MlopsHow-ToBeginner · 4 min read

How to Use Pipeline Class in sklearn with Python

Use the Pipeline class from sklearn.pipeline to chain multiple data processing steps and a model into one object. Define steps as a list of tuples with a name and transformer or estimator, then fit and predict using the pipeline like a single model.

📐

Syntax

The Pipeline class is created by passing a list of steps, where each step is a tuple containing a name (string) and a transformer or estimator object. The last step is usually a model, and earlier steps are data transformers.

Example syntax:

Pipeline(steps=[('name1', transformer1), ('name2', transformer2), ('model', estimator)])

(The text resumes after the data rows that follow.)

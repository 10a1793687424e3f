//! # 认证插件配置

use super::PORT_PLACEHOLDER;
use crate::error::{GatewayError, Result};
use serde::{Deserialize, Serialize};
use std::path::PathBuf;
use url::Url;

/// 回调地址无法解析时使用的默认回调路径。
pub const DEFAULT_CALLBACK_PATH: &str = "/auth/sso/callback";

/// `[sso]` 配置段
#[derive(Debug, Clone, Default, Serialize, Deserialize)]
pub struct SsoConfig {
    /// 内联的 PEM 校验密钥
    #[serde(default)]
    pub public_key: Option<String>,
    /// 启动时从磁盘读取的 PEM 校验密钥
    #[serde(default)]
    pub public_key_path: Option<PathBuf>,
    /// 令牌校验选项
    #[serde(default)]
    pub jwt: JwtOptions,
    /// OAuth2 认证服务
    #[serde(default)]
    pub oauth: Option<OAuthStrategyConfig>,
    /// 凭证 cookie 属性
    #[serde(default)]
    pub cookies: CookieOptions,
}

impl SsoConfig {
    /// 从内联值或密钥文件解析校验密钥。
    pub fn resolve_public_key(&self) -> Result<String> {
        if let Some(key) = self.public_key.as_ref().filter(|k| !k.trim().is_empty()) {
            return Ok(key.clone());
        }

        match &self.public_key_path {
            Some(path) => std::fs::read_to_string(path).map_err(|e| {
                GatewayError::config_with_source(
                    format!("Failed to read public key: {}", path.display()),
                    e,
                )
            }),
            None => Err(GatewayError::config("public_key is required")),
        }
    }

    /// OAuth2 配置，缺失时返回 "required" 错误。
    pub fn oauth(&self) -> Result<&OAuthStrategyConfig> {
        self.oauth
            .as_ref()
            .ok_or_else(|| GatewayError::config("oauth is required"))
    }
}

/// `[sso.jwt]` 校验选项
#[derive(Debug, Clone, Serialize, Deserialize)]
pub struct JwtOptions {
    /// 允许的签名算法
    #[serde(default = "default_algorithms")]
    pub algorithms: Vec<String>,
    /// 要求的 `aud` 声明
    #[serde(default)]
    pub audience: Option<String>,
    /// 要求的 `iss` 声明
    #[serde(default)]
    pub issuer: Option<String>,
    /// 接受过期令牌
    #[serde(default)]
    pub ignore_expiration: bool,
    /// 时钟偏差容忍秒数
    #[serde(default)]
    pub leeway_secs: u64,
}

impl Default for JwtOptions {
    fn default() -> Self {
        Self {
            algorithms: default_algorithms(),
            audience: None,
            issuer: None,
            ignore_expiration: false,
            leeway_secs: 0,
        }
    }
}

fn default_algorithms() -> Vec<String> {
    vec!["RS256".to_string()]
}

/// `[sso.oauth]` 授权码认证服务
#[derive(Debug, Clone, Serialize, Deserialize)]
pub struct OAuthStrategyConfig {
    /// 认证服务授权端点
    pub authorization_url: String,
    /// 认证服务令牌端点
    pub token_url: String,
    pub client_id: String,
    pub client_secret: String,
    /// 在认证服务登记的回调地址，端口可写作 `XXXX`
    pub callback_url: String,
    /// 请求的 scope
    #[serde(default)]
    pub scope: Option<String>,
    /// 写入令牌端点 Basic 认证头的凭证
    #[serde(default = "default_basic_auth_template")]
    pub basic_auth_template: String,
    /// 令牌端点超时
    #[serde(default = "default_timeout_secs")]
    pub timeout_secs: u64,
}

impl OAuthStrategyConfig {
    /// 将实际端口代入回调地址占位符。
    pub fn bind_port(&mut self, port: u16) {
        if self.callback_url.contains(PORT_PLACEHOLDER) {
            self.callback_url = self
                .callback_url
                .replace(PORT_PLACEHOLDER, &port.to_string());
        }
    }

    /// 回调地址的路径部分，即插件拦截的路由。
    #[must_use]
    pub fn callback_path(&self) -> String {
        let candidate = self.callback_url.replace(PORT_PLACEHOLDER, "0");
        Url::parse(&candidate)
            .ok()
            .map(|url| url.path().to_string())
            .filter(|path| path != "/")
            .unwrap_or_else(|| DEFAULT_CALLBACK_PATH.to_string())
    }

    /// 按模板生成 Basic 认证凭证。
    #[must_use]
    pub fn basic_auth_credentials(&self) -> String {
        self.basic_auth_template
            .replace("{client_id}", &self.client_id)
            .replace("{client_secret}", &self.client_secret)
    }
}

fn default_basic_auth_template() -> String {
    "{client_id}:{client_secret}".to_string()
}

const fn default_timeout_secs() -> u64 {
    30
}

/// `[sso.cookies]` 凭证 cookie 属性
#[derive(Debug, Clone, Serialize, Deserialize)]
pub struct CookieOptions {
    #[serde(default = "default_cookie_path")]
    pub path: String,
    #[serde(default)]
    pub domain: Option<String>,
    #[serde(default)]
    pub secure: bool,
    #[serde(default = "default_http_only")]
    pub http_only: bool,
}

impl Default for CookieOptions {
    fn default() -> Self {
        Self {
            path: default_cookie_path(),
            domain: None,
            secure: false,
            http_only: true,
        }
    }
}

fn default_cookie_path() -> String {
    "/".to_string()
}

const fn default_http_only() -> bool {
    true
}
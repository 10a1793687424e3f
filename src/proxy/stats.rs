//! # 交换计数

use axum::http::StatusCode;
use dashmap::DashMap;
use serde::Serialize;
use std::collections::BTreeMap;
use std::sync::atomic::{AtomicU64, Ordering};

/// 请求、响应及各状态码计数
#[derive(Debug, Default)]
pub struct GatewayStats {
    requests: AtomicU64,
    responses: AtomicU64,
    statuses: DashMap<u16, u64>,
}

/// [`GatewayStats`] 的快照
#[derive(Debug, Clone, Default, PartialEq, Eq, Serialize)]
pub struct StatsSnapshot {
    pub requests: u64,
    pub responses: u64,
    pub statuses: BTreeMap<u16, u64>,
}

impl GatewayStats {
    #[must_use]
    pub fn new() -> Self {
        Self::default()
    }

    pub fn record_request(&self) {
        self.requests.fetch_add(1, Ordering::Relaxed);
    }

    /// 按客户端将看到的状态码统计上游响应。
    pub fn record_response(&self, status: StatusCode) {
        self.responses.fetch_add(1, Ordering::Relaxed);
        *self.statuses.entry(status.as_u16()).or_insert(0) += 1;
    }

    #[must_use]
    pub fn snapshot(&self) -> StatsSnapshot {
        StatsSnapshot {
            requests: self.requests.load(Ordering::Relaxed),
            responses: self.responses.load(Ordering::Relaxed),
            statuses: self
                .statuses
                .iter()
                .map(|entry| (*entry.key(), *entry.value()))
                .collect(),
        }
    }
}
//! Plain-text rendering of the form's read-only views.

use std::fmt;

use donation_core::calculations::DonationSummary;
use donation_core::currency::format_currency;
use donation_core::{CharityCatalog, ReferralCatalog};

const LABEL_WIDTH: usize = 44;

/// The totals table, with every amount formatted as currency.
pub struct SummaryTable<'a>(pub &'a DonationSummary);

impl fmt::Display for SummaryTable<'_> {
    fn fmt(
        &self,
        f: &mut fmt::Formatter<'_>,
    ) -> fmt::Result {
        let summary = self.0;
        writeln!(f, "{:<LABEL_WIDTH$} {:>14}", "Summary", "Amount")?;
        for line in &summary.lines {
            writeln!(
                f,
                "{:<LABEL_WIDTH$} {:>14}",
                line.label,
                format_currency(line.amount)
            )?;
        }
        writeln!(
            f,
            "{:<LABEL_WIDTH$} {:>14}",
            summary.tip.label,
            format_currency(summary.tip.amount)
        )?;
        write!(
            f,
            "{:<LABEL_WIDTH$} {:>14}",
            summary.total_label(),
            format_currency(summary.total)
        )
    }
}

/// The charity list as the allocation section groups it.
pub struct CatalogListing<'a> {
    pub charities: &'a CharityCatalog,
    pub referrals: &'a ReferralCatalog,
}

impl fmt::Display for CatalogListing<'_> {
    fn fmt(
        &self,
        f: &mut fmt::Formatter<'_>,
    ) -> fmt::Result {
        for group in self.charities.grouped() {
            writeln!(f, "{}", group.category.heading())?;
            for charity in group.charities {
                let marker = if charity.is_fund { "*" } else { " " };
                writeln!(f, "  {marker} {:<36} {}", charity.name, charity.slug_id)?;
            }
        }
        writeln!(f, "How did you hear about us?")?;
        for source in self.referrals.iter() {
            writeln!(f, "    {:<36} {}", source.label, source.value)?;
        }
        Ok(())
    }
}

Use fit() to train and predict() to make predictions on new data.

python

from sklearn.pipeline import Pipeline
from sklearn.preprocessing import StandardScaler
from sklearn.linear_model import LogisticRegression

pipeline = Pipeline(steps=[
    ('scaler', StandardScaler()),
    ('logreg', LogisticRegression())
])

💻

Example

This example shows how to create a pipeline that scales features and then fits a logistic regression model on the Iris dataset. It demonstrates training and prediction with the pipeline.

python

from sklearn.pipeline import Pipeline
from sklearn.preprocessing import StandardScaler
from sklearn.linear_model import LogisticRegression
from sklearn.datasets import load_iris
from sklearn.model_selection import train_test_split
from sklearn.metrics import accuracy_score

# Load data
iris = load_iris()
X_train, X_test, y_train, y_test = train_test_split(iris.data, iris.target, random_state=42)

# Create pipeline
pipeline = Pipeline(steps=[
    ('scaler', StandardScaler()),
    ('logreg', LogisticRegression(max_iter=200))
])

# Train pipeline
pipeline.fit(X_train, y_train)

# Predict
y_pred = pipeline.predict(X_test)

# Evaluate
accuracy = accuracy_score(y_test, y_pred)
print(f"Accuracy: {accuracy:.2f}")

Output

Accuracy: 1.00

⚠️

Common Pitfalls

Not naming steps uniquely: Each step name must be unique strings.
Placing the model before transformers: The model should be the last step.
Trying to use fit_transform() on the whole pipeline when the last step is an estimator without this method.
Forgetting to call fit() before predict().

python

from sklearn.pipeline import Pipeline
from sklearn.preprocessing import StandardScaler
from sklearn.linear_model import LogisticRegression

# Wrong: model before scaler
wrong_pipeline = Pipeline(steps=[
    ('logreg', LogisticRegression()),
    ('scaler', StandardScaler())
])

# Right order
right_pipeline = Pipeline(steps=[
    ('scaler', StandardScaler()),
    ('logreg', LogisticRegression())
])

📊

Quick Reference

Method	Description
fit(X, y)	Train all steps in the pipeline on data X and labels y
predict(X)	Make predictions using the final estimator on data X
fit_transform(X, y=None)	Fit and transform data through all transformers (except final estimator)
named_steps	Access steps by name, e.g., pipeline.named_steps['scaler']
set_params(**params)	Set parameters of steps using step__param syntax

✅

Key Takeaways

Use sklearn's Pipeline to chain preprocessing and modeling steps into one object.

Always put transformers before the final estimator in the steps list.

Call fit() on the pipeline to train all steps together.

Use unique names for each step to avoid errors.

Access individual steps via pipeline.named_steps for inspection or tuning.